[Stored data entries]
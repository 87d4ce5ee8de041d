//! # governance-coordination
//!
//! Multi-agent coordination under governance. A [`CoordinationManager`]
//! owns coordination contexts; each context carries validated roles,
//! governed membership, role-gated task allocation and an ordered message
//! log. The metrics views compare how governed and non-governed agents
//! perform side by side.
//!
//! Roles, membership, allocation and delivery sit behind the
//! [`RoleManager`], [`AgentRegistry`], [`TaskAllocator`] and
//! [`MessageBus`] ports so hosts can supply their own.

#![deny(unsafe_code)]
#![warn(rust_2018_idioms)]

mod config;
mod error;
mod manager;
pub mod metrics;
mod model;
pub mod ports;

pub use config::CoordinationConfig;
pub use error::{CoordinationError, CoordinationResult};
pub use manager::CoordinationManager;
pub use metrics::{
    AgentPerformance, CohortPerformance, CoordinationMetrics, GovernanceContrast, MessageTraffic,
    TrustBoundaries, TrustLevel,
};
pub use model::{
    Assignment, ContextConfig, CoordinationContext, CoordinationMessage, MessageKind, Permission,
    RegisteredAgent, Role, RoleDefinition, TaskAllocation, TaskRequest, TaskStatus,
};
pub use ports::{
    AgentRegistry, CandidatePool, InMemoryAgentRegistry, InMemoryMessageBus, InMemoryRoleManager,
    InMemoryTaskAllocator, MessageBus, RoleManager, TaskAllocator,
};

Brief => A single number is required: the count of lines in the data above that include the string "governed".

Expected answer => 2